For many years my sun rose and set with his name. I, somehow, never found the courage to marry one of his photos, as many before me had done. Films that had villains beating him to pulp, were nowhere on my to-see list. Anand and Safar that ended in his death, left me want to immediately immortalize the star.
As years passed on — like Newton’s law of gravity, Khanna’s fame and popularity, which had once soared higher than the clouds, now plummeted to an all-time low. While, friends can co-fans changed loyalties and took to other “Gods” I remained faithful to mine, secretly praying for a miracle that would make the star hot and happening once again. A small part of me even believed that his failure would help our imaginary romance come to life!
He was one of the reasons I took to film journalism. And, my dream of meeting the star in person became a reality as I set up an interview with him for a local newspaper in Mumbai. With trembling knees and my voice coming out in hoarse whispers, I sat next to the king of romance asking him how it felt to be the first ever super star of India.

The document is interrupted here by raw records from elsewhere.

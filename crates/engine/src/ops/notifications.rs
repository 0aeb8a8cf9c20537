//! Notification reads.

use crate::{Notification, ResultEngine};

use super::Engine;

impl Engine {
    /// Returns the user's notifications, most recent first. Unknown
    /// recipients simply have an empty list.
    pub async fn notifications(&self, user_id: &str) -> ResultEngine<Vec<Notification>> {
        self.repository.notifications(user_id).await
    }
}
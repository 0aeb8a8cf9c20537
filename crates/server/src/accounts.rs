//! Account endpoints.

use api_types::account::{AccountNew, AccountView};
use axum::{
    Json,
    extract::{Path, State},
    http::StatusCode,
};

use crate::{ServerError, server::ServerState, to_amount, to_money};

fn account_view(account: engine::Account) -> AccountView {
    AccountView {
        id: account.id,
        user_id: account.user_id,
        account_number: account.account_number,
        bank_name: account.bank_name,
        balance: to_amount(account.balance),
        account_type: account.account_type,
        created_at: account.created_at,
        active: account.active,
    }
}

pub async fn create(
    State(state): State<ServerState>,
    Json(payload): Json<AccountNew>,
) -> Result<(StatusCode, Json<AccountView>), ServerError> {
    let balance = payload.balance.map(to_money).unwrap_or_default();
    let account = state
        .engine
        .create_account(
            &payload.user_id,
            &payload.account_number,
            &payload.bank_name,
            balance,
        )
        .await?;

    Ok((StatusCode::CREATED, Json(account_view(account))))
}

pub async fn list(
    State(state): State<ServerState>,
) -> Result<Json<Vec<AccountView>>, ServerError> {
    let accounts = state.engine.accounts().await?;
    Ok(Json(accounts.into_iter().map(account_view).collect()))
}

pub async fn for_user(
    State(state): State<ServerState>,
    Path(user_id): Path<String>,
) -> Result<Json<Vec<AccountView>>, ServerError> {
    let accounts = state.engine.accounts_for_user(&user_id).await?;
    Ok(Json(accounts.into_iter().map(account_view).collect()))
}
pub use accounts::Account;
pub use banks::Bank;
pub use error::EngineError;
pub use money::Money;
pub use notifications::Notification;
pub use ops::{Contact, Engine, EngineBuilder, Report};
pub use repository::Repository;
pub use transactions::{Transaction, TransactionKind, TransactionStatus};
pub use users::User;

mod accounts;
mod banks;
mod error;
mod locks;
mod money;
mod notifications;
mod ops;
mod repository;
pub mod store;
mod transactions;
mod users;

type ResultEngine<T> = Result<T, EngineError>;
use axum::{Json, http::StatusCode, response::IntoResponse};
use engine::EngineError;

use serde::Serialize;
pub use server::{router, run, run_with_listener, spawn_with_listener};

mod accounts;
mod auth;
mod banks;
mod notifications;
mod reports;
mod server;
mod transfers;
mod users;


pub mod types {
    pub mod user {
        pub use api_types::user::{ContactView, UserNew, UserView};
    }

    pub mod account {
        pub use api_types::account::{AccountNew, AccountView};
    }

    pub mod transaction {
        pub use api_types::transaction::{
            TransactionKind, TransactionStatus, TransactionView, TransferAccountNew, TransferNew,
        };
    }

    pub mod notification {
        pub use api_types::notification::NotificationView;
    }

    pub mod report {
        pub use api_types::report::ReportView;
    }

    pub mod bank {
        pub use api_types::bank::{BankNew, BankView};
    }

    pub mod auth {
        pub use api_types::auth::{LoginNew, LoginResult, RegisterNew, RegisterResult, UserLookup};
    }
}

pub enum ServerError {
    Engine(EngineError),
    Generic(String),
}

#[derive(Serialize)]
struct Error {
    error: String,
}

fn status_for_engine_error(err: &EngineError) -> StatusCode {
    match err {
        EngineError::KeyNotFound(_)
        | EngineError::SenderNotFound(_)
        | EngineError::ReceiverNotFound(_) => StatusCode::NOT_FOUND,
        EngineError::ExistingKey(_) => StatusCode::CONFLICT,
        EngineError::InsufficientFunds(_)
        | EngineError::InvalidAmount(_)
        | EngineError::InvalidTransfer(_) => StatusCode::BAD_REQUEST,
        EngineError::StoreUnavailable(_) => StatusCode::SERVICE_UNAVAILABLE,
        EngineError::PartialApplication(_) => StatusCode::INTERNAL_SERVER_ERROR,
    }
}

fn message_for_engine_error(err: EngineError) -> String {
    match err {
        EngineError::StoreUnavailable(msg) => {
            tracing::error!("backing store unavailable: {msg}");
            "service temporarily unavailable".to_string()
        }
        EngineError::PartialApplication(msg) => {
            tracing::error!("partially applied transfer needs reconciliation: {msg}");
            "transfer could not be confirmed".to_string()
        }
        other => other.to_string(),
    }
}

impl IntoResponse for ServerError {
    fn into_response(self) -> axum::response::Response {
        let (status, error) = match self {
            ServerError::Engine(err) => {
                (status_for_engine_error(&err), message_for_engine_error(err))
            }
            ServerError::Generic(err) => (StatusCode::BAD_REQUEST, err),
        };

        (status, Json(Error { error })).into_response()
    }
}

impl From<EngineError> for ServerError {
    fn from(value: EngineError) -> Self {
        Self::Engine(value)
    }
}

pub(crate) fn to_money(amount: api_types::Amount) -> engine::Money {
    engine::Money::new(amount.minor_units())
}

pub(crate) fn to_amount(money: engine::Money) -> api_types::Amount {
    api_types::Amount::from_minor_units(money.minor_units())
}
//! Lexical diagnostics.
//!
//! A lexeme with problems still becomes a token (flagged
//! [`KindFlags::ERROR`](rain_ir::KindFlags::ERROR)); the problems travel
//! beside it as [`LexError`] values. They are never `Err`.

use std::fmt;

use rain_diagnostic::{Diagnostic, ErrorCode};
use rain_ir::{Position, Span};
use rain_lexer_core::EncodingIssueKind;
use thiserror::Error;

/// A lexical problem and where it occurred.
#[derive(Clone, Debug, Eq, PartialEq, Hash)]
pub struct LexError {
    pub kind: LexErrorKind,
    pub pos: Position,
    pub span: Span,
}

/// What went wrong while scanning a lexeme.
#[derive(Clone, Copy, Debug, Eq, PartialEq, Hash, Error)]
pub enum LexErrorKind {
    #[error("unterminated block comment")]
    UnterminatedBlockComment,
    #[error("unterminated string literal")]
    UnterminatedString,
    #[error("unterminated char literal")]
    UnterminatedChar,
    /// `0x`/`0b` not followed by a digit of the base.
    #[error("expected a base-{radix} digit, found {}", Found(.found))]
    MissingRadixDigit { radix: u8, found: Option<char> },
    /// `8` or `9` inside an octal literal.
    #[error("invalid digit '{digit}' in octal literal")]
    InvalidOctalDigit { digit: char },
    #[error("invalid escape sequence '\\{}'", .found.escape_default())]
    InvalidEscape { found: char },
    /// A fixed-width escape (`\x`, `\u`, `\U`, octal) with a bad digit.
    #[error("expected a base-{radix} digit in escape sequence, found {}", Found(.found))]
    InvalidEscapeDigit { radix: u8, found: Option<char> },
    #[error("empty char literal")]
    EmptyChar,
    #[error("char literal must contain exactly one character")]
    MultiCharLiteral,
    #[error("unrecognized character '{}'", .found.escape_default())]
    UnrecognizedChar { found: char },
    #[error("{}", .0.message())]
    Encoding(EncodingIssueKind),
}

/// Renders a looked-at character, or end of input.
struct Found<'a>(&'a Option<char>);

impl fmt::Display for Found<'_> {
    fn fmt(&self, f: &mut fmt::Formatter<'_>) -> fmt::Result {
        match *self.0 {
            Some(c) => write!(f, "'{}'", c.escape_default()),
            None => f.write_str("end of input"),
        }
    }
}

impl LexErrorKind {
    pub fn code(self) -> ErrorCode {
        match self {
            LexErrorKind::UnterminatedString | LexErrorKind::UnterminatedChar => ErrorCode::E0001,
            LexErrorKind::UnrecognizedChar { .. } => ErrorCode::E0002,
            LexErrorKind::MissingRadixDigit { .. } | LexErrorKind::InvalidOctalDigit { .. } => {
                ErrorCode::E0003
            }
            LexErrorKind::InvalidEscape { .. } | LexErrorKind::InvalidEscapeDigit { .. } => {
                ErrorCode::E0004
            }
            LexErrorKind::UnterminatedBlockComment => ErrorCode::E0005,
            LexErrorKind::EmptyChar | LexErrorKind::MultiCharLiteral => ErrorCode::E0006,
            LexErrorKind::Encoding(_) => ErrorCode::E0007,
        }
    }
}

impl LexError {
    pub fn new(kind: LexErrorKind, pos: Position, span: Span) -> Self {
        LexError { kind, pos, span }
    }

    pub fn to_diagnostic(&self) -> Diagnostic {
        Diagnostic::error(self.kind.code(), self.kind.to_string(), self.pos, self.span)
    }
}

impl From<LexError> for Diagnostic {
    fn from(err: LexError) -> Self {
        err.to_diagnostic()
    }
}

impl fmt::Display for LexError {
    fn fmt(&self, f: &mut fmt::Formatter<'_>) -> fmt::Result {
        write!(f, "{} at {}", self.kind, self.pos)
    }
}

Khanna being the sensitive human being he was, realized my nervousness and put me at immediate ease, speaking about the mystical times of mid-sixties to mid-seventies that made him the envy of many men and the darling of many women.
He smiled modestly, as I recalled the times when newspapers published reports of female fans marrying his photograph, slashing their wrists at seeing him and writing him letters of love in their own blood. He preferred to keep his private life his own, choosing to speak of his films and the reality of life, instead.
Born Jatin Khanna on December 29, 1942 in Amritsar, Punjab – he was nicknamed Kaka by the Bollywood industry. Winning three Filmfare awards for best actor, he was among the few actors of his time to be nominated for the prestigious award 14 times. He also received a Filmfare Lifetime Achievement Award in 2005 for his incredible contribution to Indian cinema.
Fans were reported to mob him at streets and public spaces, chanting his name for hours on end with girls covering his MG Sports car (and other cars) with lipstick marks. BBC later made a film on him titled Bombay Superstar in 1974 and a textbook prescribed by Bombay University contained an essay, “The Charisma of Rajesh Khanna.”
Khanna, who started off as a stage actor, was the first superstar to grace the doors of the Indian film industry. He gave a record of 35 golden jubilee hits in a span of less than 10 years. Khanna made his film debut in 1966 with the film Aakhri Khat, directed by Chetan Anand. Few may know that the film entered the Oscars for Best Film in a foreign language at the 40th Oscar Academy Awards in 1967.
Since then he appeared in over 160 films, of which he was the male lead in 128. Celluloid hits like Aradhana, Kati Patang, Anand, Do Raaste, Safar and Amar Prem among others saw his popularity rise swiftly. There were Anand pressure cookers and fans and his admirers could not enough of this rising star.
Off-beat films like Raaz, Doli and Ittefaq brought him initial fame. In one interview he revealed that his inspirations include Dilip Kumar’s intensity and dedication, Raj Kapoor’s spontaneity, Dev Anand’s style and Shammi Kapoor’s rhythm. Indeed an incredible mix for success.
Co-star Mumtaz one said that as a newcomer, she would get noticed and people would ask her for an autograph in her early years, only because of their failed attempts at meeting with the super star. Sharmila Tagore, another co-star revealed that she had never seen anything quite like the craze there was for Khanna. He always needed police protection due to girls lining up by the hundreds outside film studios, hotel room and his home.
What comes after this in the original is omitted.